Gelişmeler şirketin piyasa değerinde de sert düşüşün yaşanmasına da neden oldu. Geri çağırma duyurusunu yapıldığı 21 Ocak tarihinden bu yana Toyota'nın değeri yüzde 16'lık bir gerileme gösterirken, Ford, Honda ve Hyundai'nin hisselerinde artış kaydedildi.
1980'LERDE AUDI YAŞAMIŞTI
Japon devinin ABD’de yaşadığına benzeyen bir sorunu da 1980'li yıllarda Audi'de yaşamıştı. Yine gaz pedalından kaynaklanan sorun nedeniyle markanın satışları birçok önleme rağmen, 10 yıllık süreçte büyük düşüş kaydetmişti.
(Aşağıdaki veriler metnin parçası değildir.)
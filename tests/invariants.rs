//! §8 invariants not already exercised by a concrete scenario test:
//! containment and index density.

mod common;

use common::ClosureEvaluator;
use nalgebra::SVector;
use xtree::region::Region;
use xtree::settings::BuildSettings;
use xtree::tree::{NodeKind, SimplexTree};
use xtree::{assign_indices, build};

fn sphere(p: SVector<f64, 3>) -> f64 {
    p.norm_squared() - 1.0
}

fn walk_leaves<const N: usize>(node: &SimplexTree<N>, f: &mut impl FnMut(&SimplexTree<N>)) {
    match &node.kind {
        NodeKind::Branch(children) => {
            for child in children {
                walk_leaves(child, f);
            }
        }
        NodeKind::Leaf(Some(_)) => f(node),
        NodeKind::Leaf(None) => {}
    }
}

#[test]
fn every_subspace_vertex_is_contained_in_its_leaf_region() {
    let eval = ClosureEvaluator::<3, _>::new(sphere, 4.0);
    let region = Region::<3>::cube(2.0).unwrap();
    let mut settings = BuildSettings::default();
    settings.min_feature = 0.25;

    let mut handle = build(eval, region, &settings).unwrap();
    xtree::stitch::stitch(&mut handle.root, &handle.pools);

    let epsilon = 1e-6;
    let mut checked = 0;
    walk_leaves(&handle.root, &mut |node| {
        if let NodeKind::Leaf(Some(leaf)) = &node.kind {
            for sub in leaf.sub.iter() {
                assert!(
                    node.region.contains(&sub.vert, epsilon),
                    "vertex {:?} escaped region {:?}",
                    sub.vert,
                    node.region
                );
                checked += 1;
            }
        }
    });
    assert!(checked > 0);
}

#[test]
fn index_assignment_is_dense_over_one_to_u() {
    let eval = ClosureEvaluator::<3, _>::new(sphere, 4.0);
    let region = Region::<3>::cube(2.0).unwrap();
    let mut settings = BuildSettings::default();
    settings.min_feature = 0.3;

    let mut handle = build(eval, region, &settings).unwrap();
    xtree::stitch::stitch(&mut handle.root, &handle.pools);
    let total = assign_indices(&handle.root);

    let mut seen = std::collections::HashSet::new();
    walk_leaves(&handle.root, &mut |node| {
        if let NodeKind::Leaf(Some(leaf)) = &node.kind {
            for sub in leaf.sub.iter() {
                let idx = sub.index();
                assert!(idx >= 1 && idx <= total, "index {idx} out of [1, {total}]");
                seen.insert(idx);
            }
        }
    });
    assert_eq!(seen.len() as u64, total, "indices are not densely packed");
}
//! The evaluator capability set the core consumes as an opaque oracle.
//!
//! Building the expression tree this trait evaluates, and the concrete
//! point/array/interval/derivative/feature evaluators backing it, are
//! explicitly out of scope for this crate (§1) — they're owned by whatever
//! embeds the kernel. What lives here is just the interface the tree
//! builder, leaf evaluator, and mesher are written against.

use crate::interval::Interval;
use crate::region::Region;
use nalgebra::SVector;
use smallvec::SmallVec;

/// Capability bundle an implicit function must expose for [`crate::tree`]
/// to subdivide, evaluate, and mesh it.
///
/// Evaluators are **not** `Sync`: per §5, each worker thread owns its own
/// clone (sharing the same immutable expression tree/opcode stream), rather
/// than the tree being shared behind a lock. [`Evaluator::for_worker`] is
/// how the kernel obtains that clone.
pub trait Evaluator<const N: usize>: Send {
    /// Handle to a (possibly tape-narrowed) evaluation context. Interval
    /// evaluation over a region may narrow the tape to only the clauses
    /// active in that region; the narrowed handle is threaded into child
    /// recursion and the original is restored on return. `Sync` because a
    /// single tape is shared by reference across the `rayon::join` fan-out
    /// of a branch's children.
    type Tape: Clone + Send + Sync;

    /// The tape for the whole, unnarrowed expression.
    fn root_tape(&self) -> Self::Tape;

    /// Interval-arithmetic evaluation of `f` over `region`. Returns the
    /// occupancy tag and a tape narrowed to the clauses still active
    /// inside `region`.
    fn interval(&mut self, region: &Region<N>, tape: &Self::Tape) -> (Interval, Self::Tape);

    /// `false` if the most recent [`Evaluator::interval`] call produced a
    /// non-finite bound (the node is then forced `Ambiguous` rather than
    /// trusted — §4.4 step 1, §7 `EvaluatorUnsafe`).
    fn is_safe(&self) -> bool;

    /// Batched gradient + value at each of `points`, plus whether the
    /// derivative at that point is ambiguous (multiple features meet
    /// there). `points.len()` is expected to stay within the evaluator's
    /// own batch size (typically 256); the kernel never asks for more than
    /// `2^N` at once (one per corner).
    fn array_derivatives(
        &mut self,
        points: &[SVector<f64, N>],
        tape: &Self::Tape,
    ) -> SmallVec<[(SVector<f64, N>, f64, bool); 8]>;

    /// All one-sided surface normals at `point`, for use when its
    /// derivative was reported ambiguous.
    fn features(
        &mut self,
        point: SVector<f64, N>,
        tape: &Self::Tape,
    ) -> SmallVec<[SVector<f64, N>; 4]>;

    /// Single-point value, used to classify a solved subspace vertex as
    /// inside/outside (§4.5 step 4).
    fn value(&mut self, point: SVector<f64, N>, tape: &Self::Tape) -> f64;

    /// Containment oracle for the `f(point) == 0.0` tie-break.
    fn is_inside(&mut self, point: SVector<f64, N>, tape: &Self::Tape) -> bool;

    /// A fresh, independent evaluator for a new worker thread.
    fn for_worker(&self) -> Self
    where
        Self: Sized;
}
Ancak, Toyota’nın müşteri ilişkileri ve yüzde 17’lik pazar payının olması nedeniyle ABD pazarından yok olması beklenmiyor.
FT, şirketin güvenlik konusunda yaşadığı sorunların, ABD'li Ford ve GM gibi rakiplerinin çok beğenilen yeni ürünlerini sunduğu bir döneme denk geldiğine dikkat çekti.
Gazete, bu iki şirketin, Toyota'nın zor günler geçirdiği bu dönemi iyi kullanıldığı takdirde, yeni ürünlerinin satışlarının Toyota modellerini geride bırakabileceğini belirtti.